ACTIVITY :: Tally every line in the following material that has the word "RetireLegacy" in it, and answer with that figure alone.

DATA SUPPLIED ::
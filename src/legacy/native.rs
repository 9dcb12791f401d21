//! Extraction through the linked SQLite driver.

use super::{
    Cell, CellRow, LegacyExtractor, LegacyFileState, build_snapshot, select_all,
    validate_legacy_file,
};
use crate::error::{MigrateError, MigrateResult};
use crate::types::Snapshot;
use rusqlite::types::ValueRef;
use rusqlite::{Connection, ErrorCode, OpenFlags};
use std::collections::HashMap;
use std::path::Path;
use tracing::debug;

/// Reads the legacy store in-process with rusqlite, opened read-only.
#[derive(Debug, Default, Clone, Copy)]
pub struct NativeExtractor;

impl NativeExtractor {
    pub fn new() -> Self {
        Self
    }
}

impl LegacyExtractor for NativeExtractor {
    fn name(&self) -> &'static str {
        "native"
    }

    fn extract(&self, path: &Path) -> MigrateResult<Snapshot> {
        if validate_legacy_file(path)? == LegacyFileState::Empty {
            return Ok(Snapshot::default());
        }

        let conn = Connection::open_with_flags(
            path,
            OpenFlags::SQLITE_OPEN_READ_ONLY | OpenFlags::SQLITE_OPEN_NO_MUTEX,
        )
        .map_err(|e| MigrateError::corrupted(path, e))?;

        let snapshot = build_snapshot(|table| {
            let rows = match table_exists(&conn, table) {
                Ok(false) => return Ok(None),
                Ok(true) => read_table(&conn, table),
                Err(e) => Err(e),
            };
            rows.map(Some).map_err(|e| read_error(path, e))
        })?;

        debug!(path = %path.display(), issues = snapshot.issues.len(), "native extraction complete");
        Ok(snapshot)
    }
}

/// A damaged page surfaces only once it is read, so classify here as well as on open.
fn read_error(path: &Path, err: rusqlite::Error) -> MigrateError {
    match err.sqlite_error_code() {
        Some(ErrorCode::DatabaseCorrupt | ErrorCode::NotADatabase) => {
            MigrateError::corrupted(path, err)
        }
        _ => err.into(),
    }
}

fn table_exists(conn: &Connection, table: &str) -> rusqlite::Result<bool> {
    let count: i64 = conn.query_row(
        "SELECT COUNT(*) FROM sqlite_master WHERE type = 'table' AND name = ?1",
        [table],
        |row| row.get(0),
    )?;
    Ok(count > 0)
}

fn read_table(conn: &Connection, table: &str) -> rusqlite::Result<Vec<CellRow>> {
    let mut stmt = conn.prepare(&select_all(table))?;
    let columns: Vec<String> = stmt.column_names().into_iter().map(String::from).collect();

    let mut rows = stmt.query([])?;
    let mut out = Vec::new();
    while let Some(row) = rows.next()? {
        let mut cells = HashMap::with_capacity(columns.len());
        for (idx, name) in columns.iter().enumerate() {
            let cell = match row.get_ref(idx)? {
                ValueRef::Null => Cell::Null,
                ValueRef::Integer(i) => Cell::Integer(i),
                ValueRef::Real(f) => Cell::Real(f),
                ValueRef::Text(bytes) => Cell::Text(String::from_utf8_lossy(bytes).into_owned()),
                ValueRef::Blob(bytes) => Cell::Text(String::from_utf8_lossy(bytes).into_owned()),
            };
            cells.insert(name.clone(), cell);
        }
        out.push(CellRow(cells));
    }
    Ok(out)
}
pub use backup_file::{MAX_BACKUP_ATTEMPTS, backup_candidate, create_backup};
pub use counts::{verify_migration_counts, verify_table_counts};
pub use rollback::RollbackManager;

use crate::backup::{BackupExporter, BackupOutcome, maybe_auto_backup};
use crate::config::{AppConfig, Backend, MetadataStore, PersistedConfig, SyncMode};
use crate::config::metadata::write_sync_mode;
use crate::error::{MigrateError, MigrateResult, Warning, best_effort};
use crate::freshness::record_import_time;
use crate::legacy::{LegacyExtractor, extractor_for};
use crate::paths::{DataPaths, migrated_path};
use crate::target::{
    EngineOpener, Reachability, StandardOpener, TargetEngine, TargetLocation,
    database_name_for_prefix, verify_target,
};
use crate::types::TableCounts;
use chrono::Utc;
use serde::Serialize;
use std::fmt;
use std::fs;
use std::path::PathBuf;
use std::time::Duration;
use tracing::{debug, error, info, warn};

/// Steps of a migration run, in execution order.
#[derive(Debug, Clone, Copy, PartialEq, Eq, PartialOrd, Ord, Serialize)]
#[serde(rename_all = "kebab-case")]
pub enum MigrationStep {
    Detect,
    Extract,
    BackupLegacy,
    VerifyTarget,
    CaptureConfig,
    WriteTarget,
    RecordImport,
    VerifyCounts,
    CommitConfig,
    RetireLegacy,
    Done,
}

impl MigrationStep {
    pub fn as_str(&self) -> &'static str {
        match self {
            MigrationStep::Detect => "detect",
            MigrationStep::Extract => "extract",
            MigrationStep::BackupLegacy => "backup-legacy",
            MigrationStep::VerifyTarget => "verify-target",
            MigrationStep::CaptureConfig => "capture-config",
            MigrationStep::WriteTarget => "write-target",
            MigrationStep::RecordImport => "record-import",
            MigrationStep::VerifyCounts => "verify-counts",
            MigrationStep::CommitConfig => "commit-config",
            MigrationStep::RetireLegacy => "retire-legacy",
            MigrationStep::Done => "done",
        }
    }
}

impl fmt::Display for MigrationStep {
    fn fmt(&self, f: &mut fmt::Formatter<'_>) -> fmt::Result {
        f.write_str(self.as_str())
    }
}

/// Process-local state of one run. Never persisted.
#[derive(Debug)]
pub struct MigrationRun {
    step: MigrationStep,
    rollback: RollbackManager,
    database: Option<String>,
    committed: bool,
}

impl MigrationRun {
    fn new(store: MetadataStore) -> Self {
        Self {
            step: MigrationStep::Detect,
            rollback: RollbackManager::new(store),
            database: None,
            committed: false,
        }
    }

    fn enter(&mut self, step: MigrationStep) {
        debug!(step = %step, "migration step");
        self.step = step;
    }

    pub fn step(&self) -> MigrationStep {
        self.step
    }

    pub fn database(&self) -> Option<&str> {
        self.database.as_deref()
    }

    /// Whether a failure now must restore the configuration.
    fn needs_rollback(&self) -> bool {
        self.rollback.is_captured() && !self.committed
    }
}

#[derive(Debug, Clone, Default)]
pub struct MigrateOptions {
    /// Extract and probe only; mutate nothing.
    pub dry_run: bool,
}

/// What a dry run found.
#[derive(Debug, Clone, Serialize)]
pub struct MigrationPlan {
    pub legacy_path: PathBuf,
    pub database: String,
    pub target: String,
    pub reachability: Reachability,
    pub counts: TableCounts,
}

/// Result of a completed migration.
#[derive(Debug, Clone, Serialize)]
pub struct MigrationReport {
    pub database: String,
    pub target: String,
    pub reachability: Reachability,
    pub backup_path: PathBuf,
    pub source_counts: TableCounts,
    pub target_counts: TableCounts,
    pub commit: String,
    /// False when the legacy file could not be renamed after the flip.
    pub legacy_retired: bool,
    /// Automatic portable backup taken after the flip.
    pub backup: BackupOutcome,
    pub warnings: Vec<Warning>,
}

/// Outcome of [`Migrator::run`]. No-ops are values, not errors.
#[derive(Debug, Clone, Serialize)]
#[serde(rename_all = "snake_case", tag = "outcome")]
pub enum MigrationOutcome {
    /// No legacy store exists.
    NothingToMigrate { legacy_path: PathBuf },
    /// An earlier run already completed.
    AlreadyMigrated { reason: String },
    DryRun(MigrationPlan),
    Migrated(MigrationReport),
}

/// Runs migrations for one data directory.
pub struct Migrator {
    paths: DataPaths,
    config: AppConfig,
    extractor: Box<dyn LegacyExtractor>,
    opener: Box<dyn EngineOpener>,
}

impl Migrator {
    pub fn new(paths: DataPaths, config: AppConfig) -> Self {
        let extractor = extractor_for(&config.legacy);
        Self {
            paths,
            config,
            extractor,
            opener: Box::new(StandardOpener),
        }
    }

    pub fn with_extractor(mut self, extractor: Box<dyn LegacyExtractor>) -> Self {
        self.extractor = extractor;
        self
    }

    pub fn with_opener(mut self, opener: Box<dyn EngineOpener>) -> Self {
        self.opener = opener;
        self
    }

    fn store(&self) -> MetadataStore {
        MetadataStore::new(self.paths.metadata_json())
    }

    /// Why this data directory needs no migration, if it does not.
    pub fn already_migrated(&self, persisted: &PersistedConfig) -> Option<String> {
        if persisted.backend == Backend::Dolt {
            return Some(format!(
                "{} already names the {} backend",
                self.paths.metadata_json().display(),
                Backend::Dolt
            ));
        }
        let marker = migrated_path(&self.paths.legacy_db(persisted));
        if marker.exists() {
            return Some(format!("{} exists", marker.display()));
        }
        None
    }

    pub async fn run(&self, options: &MigrateOptions) -> MigrateResult<MigrationOutcome> {
        let store = self.store();
        let mut run = MigrationRun::new(store.clone());

        run.enter(MigrationStep::Detect);
        let persisted = store.load()?;
        if let Some(reason) = self.already_migrated(&persisted) {
            info!(%reason, "already migrated, nothing to do");
            return Ok(MigrationOutcome::AlreadyMigrated { reason });
        }
        let legacy = self.paths.legacy_db(&persisted);
        if !legacy.exists() {
            info!(path = %legacy.display(), "no legacy store found");
            return Ok(MigrationOutcome::NothingToMigrate { legacy_path: legacy });
        }

        run.enter(MigrationStep::Extract);
        let snapshot = self.extractor.extract(&legacy).map_err(|e| at_step(e, run.step))?;
        let database = database_name_for_prefix(&snapshot.prefix);
        run.database = Some(database.clone());
        let location = TargetLocation::for_migration(&self.paths, &self.config, &database);
        let source_counts = snapshot.counts();
        info!(
            extractor = self.extractor.name(),
            database = %database,
            target = %location,
            issues = source_counts.issues,
            "legacy store extracted"
        );

        let probe_timeout = Duration::from_millis(self.config.server.connect_timeout_ms);

        if options.dry_run {
            run.enter(MigrationStep::VerifyTarget);
            let reachability = verify_target(&location, &database, probe_timeout)
                .await
                .map_err(|e| at_step(e, run.step))?;
            return Ok(MigrationOutcome::DryRun(MigrationPlan {
                legacy_path: legacy,
                database,
                target: location.to_string(),
                reachability,
                counts: source_counts,
            }));
        }

        run.enter(MigrationStep::BackupLegacy);
        let backup_path = create_backup(&legacy, Utc::now()).map_err(|e| at_step(e, run.step))?;

        run.enter(MigrationStep::VerifyTarget);
        let reachability = verify_target(&location, &database, probe_timeout)
            .await
            .map_err(|e| at_step(e, run.step))?;
        info!(target = %location, result = reachability.describe(), "target verified");

        run.enter(MigrationStep::CaptureConfig);
        run.rollback.capture().map_err(|e| at_step(e, run.step))?;

        let mut engine: Option<Box<dyn TargetEngine>> = None;
        let staged = self
            .write_and_verify(&mut run, &mut engine, &persisted, &location, &snapshot)
            .await;

        let (commit, target_counts, mut pending) = match staged {
            Ok(staged) => staged,
            Err(err) => return Err(self.abort(&run, engine, err).await),
        };

        // Point of no return.
        run.enter(MigrationStep::CommitConfig);
        pending.backend = Backend::Dolt;
        pending.sync_mode = Some(SyncMode::DoltNative);
        pending.migrated_at = Some(Utc::now());
        if let Err(err) = store.save(&pending) {
            return Err(self.abort(&run, engine, at_step(err, run.step)).await);
        }
        run.committed = true;
        info!(database = %database, "backend switched to dolt");

        let mut warnings = Vec::new();

        run.enter(MigrationStep::RetireLegacy);
        let retired = migrated_path(&legacy);
        let rename = best_effort(
            "rename legacy store",
            fs::rename(&legacy, &retired).map_err(|e| {
                format!("{} -> {}: {}", legacy.display(), retired.display(), e)
            }),
        );
        let legacy_retired = rename.is_none();
        warnings.extend(rename);

        warnings.extend(best_effort(
            "update config.yaml sync.mode",
            write_sync_mode(&self.paths.config_yaml(), SyncMode::DoltNative),
        ));

        let exporter = BackupExporter::from_config(&self.paths, &self.config);
        let backup = maybe_auto_backup(engine.as_deref(), &exporter).await;
        if let BackupOutcome::Failed(warning) = &backup {
            warnings.push(warning.clone());
        }

        if let Some(engine) = engine {
            warnings.extend(best_effort("close target", engine.close().await));
        }

        run.enter(MigrationStep::Done);
        info!(
            database = %database,
            commit = %commit,
            warnings = warnings.len(),
            "migration complete"
        );

        Ok(MigrationOutcome::Migrated(MigrationReport {
            database,
            target: location.to_string(),
            reachability,
            backup_path,
            source_counts,
            target_counts,
            commit,
            legacy_retired,
            backup,
            warnings,
        }))
    }

    /// Steps between capture and the flip. Every failure here is undoable.
    async fn write_and_verify(
        &self,
        run: &mut MigrationRun,
        engine: &mut Option<Box<dyn TargetEngine>>,
        persisted: &PersistedConfig,
        location: &TargetLocation,
        snapshot: &crate::types::Snapshot,
    ) -> MigrateResult<(String, TableCounts, PersistedConfig)> {
        let database = run.database.clone().unwrap_or_default();

        // Record where the target lives while the legacy backend stays authoritative.
        let mut pending = persisted.clone();
        pending.dolt_database = Some(database.clone());
        pending.dolt_mode = Some(location.dolt_mode());
        if let TargetLocation::Server(endpoint) = location {
            pending.server_host = Some(endpoint.host.clone());
            pending.server_port = Some(endpoint.port);
            pending.server_user = Some(endpoint.user.clone());
        }
        self.store().save(&pending).map_err(|e| at_step(e, run.step))?;

        run.enter(MigrationStep::WriteTarget);
        let opened = self
            .opener
            .open(location, &database)
            .await
            .map_err(|e| at_step(e, run.step))?;
        let handle: &dyn TargetEngine = &**engine.insert(opened);
        let message = format!(
            "Migrate {} issues from {}",
            snapshot.issues.len(),
            self.paths.legacy_db(persisted).display()
        );
        let commit = handle
            .write_snapshot(snapshot, &message)
            .await
            .map_err(|e| at_step(e, run.step))?;

        run.enter(MigrationStep::RecordImport);
        record_import_time(handle, Utc::now())
            .await
            .map_err(|e| at_step(e, run.step))?;

        run.enter(MigrationStep::VerifyCounts);
        let target_counts = handle.table_counts().await.map_err(|e| at_step(e, run.step))?;
        verify_table_counts(&snapshot.counts(), &target_counts).map_err(|e| at_step(e, run.step))?;

        Ok((commit, target_counts, pending))
    }

    /// Roll back if the run is before the point of no return, then close the engine.
    async fn abort(
        &self,
        run: &MigrationRun,
        engine: Option<Box<dyn TargetEngine>>,
        err: MigrateError,
    ) -> MigrateError {
        error!(step = %run.step(), error = %err, "migration failed");
        let mut err = err;
        if run.needs_rollback() {
            if let Err(rollback_err) = run.rollback.rollback() {
                error!(error = %rollback_err, "rollback failed");
                err = err.with_details(format!(
                    "step: {}; rollback also failed: {}",
                    run.step(),
                    rollback_err
                ));
            }
        } else {
            warn!(step = %run.step(), "failure after the point of no return, not rolling back");
        }
        if let Some(engine) = engine {
            if let Some(warning) = best_effort("close target", engine.close().await) {
                err = append_warnings(err, &[warning]);
            }
        }
        err
    }
}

RESPONSE :: 3